------ RECORDS TO USE ------
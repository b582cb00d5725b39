// SPDX-License-Identifier: MIT
//!
//! Optional config file (tbx2tsv.toml or ~/.tbx2tsv.toml)
//!
//! ```toml
//! source_lang = "en"
//! target_lang = "es"
//! ```
//!

use crate::error::{Error, Result};
use crate::tbx::LanguagePair;

/// Config file name searched in the current directory
pub const CONFIG_FILE: &str = "tbx2tsv.toml";

#[derive(serde::Deserialize, Debug, Default, PartialEq, Eq)]
#[serde(rename_all = "snake_case", deny_unknown_fields)]
pub struct Config {
    /// Default source language code
    pub source_lang: Option<String>,
    /// Default target language code
    pub target_lang: Option<String>,
}

impl Config {
    /// Search default config files, empty config if none exists
    pub fn new() -> Result<Self> {
        use std::path::PathBuf;
        let config_files = [
            PathBuf::new().join(CONFIG_FILE),
            dirs::home_dir()
                .unwrap_or_default()
                .join(format!(".{}", CONFIG_FILE)),
        ];

        for config_file in config_files {
            match Self::with_config(&config_file) {
                Ok(conf) => {
                    log::debug!("Read config file {:?}", config_file);
                    return Ok(conf);
                }
                Err(Error::ConfigUnreadable { source, .. })
                    if source.kind() == std::io::ErrorKind::NotFound =>
                {
                    log::debug!("Config file {:?} NOT found.", config_file);
                }
                Err(err) => {
                    // Other err, stop searching
                    log::debug!("Config file {:?} is broken: {:?}", config_file, err);
                    return Err(err);
                }
            }
        }

        Ok(Self::default())
    }

    /// Config from specific file
    pub fn with_config<P: AsRef<std::path::Path>>(config_path: P) -> Result<Self> {
        let config_path = config_path.as_ref();
        let config = std::fs::read_to_string(config_path).map_err(|e| Error::ConfigUnreadable {
            path: config_path.to_path_buf(),
            source: e,
        })?;

        toml::from_str(&config).map_err(|e| Error::ConfigInvalid {
            path: config_path.to_path_buf(),
            source: e,
        })
    }

    /// Language pair from command line values, falling back to this config,
    /// then to en => es
    pub fn language_pair(&self, source: Option<String>, target: Option<String>) -> LanguagePair {
        let default = LanguagePair::default();
        LanguagePair {
            source: source
                .or_else(|| self.source_lang.clone())
                .unwrap_or(default.source),
            target: target
                .or_else(|| self.target_lang.clone())
                .unwrap_or(default.target),
        }
    }
}

#[cfg(test)]
mod test {
    use super::*;

    #[test]
    fn parse_config() {
        let dir = tempfile::tempdir().unwrap();
        let path = dir.path().join(CONFIG_FILE);
        std::fs::write(&path, "source_lang = \"de\"\n").unwrap();

        let config = Config::with_config(&path).unwrap();
        assert_eq!(config.source_lang.as_deref(), Some("de"));
        assert_eq!(config.target_lang, None);
    }

    #[test]
    fn unknown_key() {
        let dir = tempfile::tempdir().unwrap();
        let path = dir.path().join(CONFIG_FILE);
        std::fs::write(&path, "sourcelang = \"de\"\n").unwrap();

        let err = Config::with_config(&path).unwrap_err();
        assert!(matches!(err, Error::ConfigInvalid { .. }));
    }

    #[test]
    fn missing_file() {
        let dir = tempfile::tempdir().unwrap();
        let err = Config::with_config(dir.path().join(CONFIG_FILE)).unwrap_err();
        assert!(matches!(err, Error::ConfigUnreadable { .. }));
    }

    #[test]
    fn language_precedence() {
        let empty = Config::default();
        assert_eq!(empty.language_pair(None, None), LanguagePair::new("en", "es"));

        let config = Config {
            source_lang: Some("de".to_string()),
            target_lang: Some("fr".to_string()),
        };
        assert_eq!(config.language_pair(None, None), LanguagePair::new("de", "fr"));
        assert_eq!(
            config.language_pair(Some("ja".to_string()), None),
            LanguagePair::new("ja", "fr")
        );
    }
}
------
> _TASK TO COMPLETE_:
A word-for-word copy of the listing is the expected answer.

> _SOLUTION_:
repository b582cb00d5725b39
// SPDX-License-Identifier: MIT
//!
//! Optional config file (tbx2tsv.toml or ~/.tbx2tsv.toml)
//!
//! ```toml
//! source_lang = "en"
//! target_lang = "es"
//! ```
//!

use crate::error::{Error, Result};
use crate::tbx::LanguagePair;

/// Config file name searched in the current directory
pub const CONFIG_FILE: &str = "tbx2tsv.toml";

#[derive(serde::Deserialize, Debug, Default, PartialEq, Eq)]
#[serde(rename_all = "snake_case", deny_unknown_fields)]
pub struct Config {
    /// Default source language code
    pub source_lang: Option<String>,
    /// Default target language code
    pub target_lang: Option<String>,
}

impl Config {
    /// Search default config files, empty config if none exists
    pub fn new() -> Result<Self> {
        use std::path::PathBuf;
        let config_files = [
            PathBuf::new().join(CONFIG_FILE),
            dirs::home_dir()
                .unwrap_or_default()
                .join(format!(".{}", CONFIG_FILE)),
        ];

        for config_file in config_files {
            match Self::with_config(&config_file) {
                Ok(conf) => {
                    log::debug!("Read config file {:?}", config_file);
                    return Ok(conf);
                }
                Err(Error::ConfigUnreadable { source, .. })
                    if source.kind() == std::io::ErrorKind::NotFound =>
                {
                    log::debug!("Config file {:?} NOT found.", config_file);
                }
                Err(err) => {
                    // Other err, stop searching
                    log::debug!("Config file {:?} is broken: {:?}", config_file, err);
                    return Err(err);
                }
            }
        }

        Ok(Self::default())
    }

    /// Config from specific file
    pub fn with_config<P: AsRef<std::path::Path>>(config_path: P) -> Result<Self> {
        let config_path = config_path.as_ref();
        let config = std::fs::read_to_string(config_path).map_err(|e| Error::ConfigUnreadable {
            path: config_path.to_path_buf(),
            source: e,
        })?;

        toml::from_str(&config).map_err(|e| Error::ConfigInvalid {
            path: config_path.to_path_buf(),
            source: e,
        })
    }

    /// Language pair from command line values, falling back to this config,
    /// then to en => es
    pub fn language_pair(&self, source: Option<String>, target: Option<String>) -> LanguagePair {
        let default = LanguagePair::default();
        LanguagePair {
            source: source
                .or_else(|| self.source_lang.clone())
                .unwrap_or(default.source),
            target: target
                .or_else(|| self.target_lang.clone())
                .unwrap_or(default.target),
        }
    }
}

#[cfg(test)]
mod test {
    use super::*;

    #[test]
    fn parse_config() {
        let dir = tempfile::tempdir().unwrap();
        let path = dir.path().join(CONFIG_FILE);
        std::fs::write(&path, "source_lang = \"de\"\n").unwrap();

        let config = Config::with_config(&path).unwrap();
        assert_eq!(config.source_lang.as_deref(), Some("de"));
        assert_eq!(config.target_lang, None);
    }

    #[test]
    fn unknown_key() {
        let dir = tempfile::tempdir().unwrap();
        let path = dir.path().join(CONFIG_FILE);
        std::fs::write(&path, "sourcelang = \"de\"\n").unwrap();

        let err = Config::with_config(&path).unwrap_err();
        assert!(matches!(err, Error::ConfigInvalid { .. }));
    }

    #[test]
    fn missing_file() {
        let dir = tempfile::tempdir().unwrap();
        let err = Config::with_config(dir.path().join(CONFIG_FILE)).unwrap_err();
        assert!(matches!(err, Error::ConfigUnreadable { .. }));
    }

    #[test]
    fn language_precedence() {
        let empty = Config::default();
        assert_eq!(empty.language_pair(None, None), LanguagePair::new("en", "es"));

        let config = Config {
            source_lang: Some("de".to_string()),
            target_lang: Some("fr".to_string()),
        };
        assert_eq!(config.language_pair(None, None), LanguagePair::new("de", "fr"));
        assert_eq!(
            config.language_pair(Some("ja".to_string()), None),
            LanguagePair::new("ja", "fr")
        );
    }
}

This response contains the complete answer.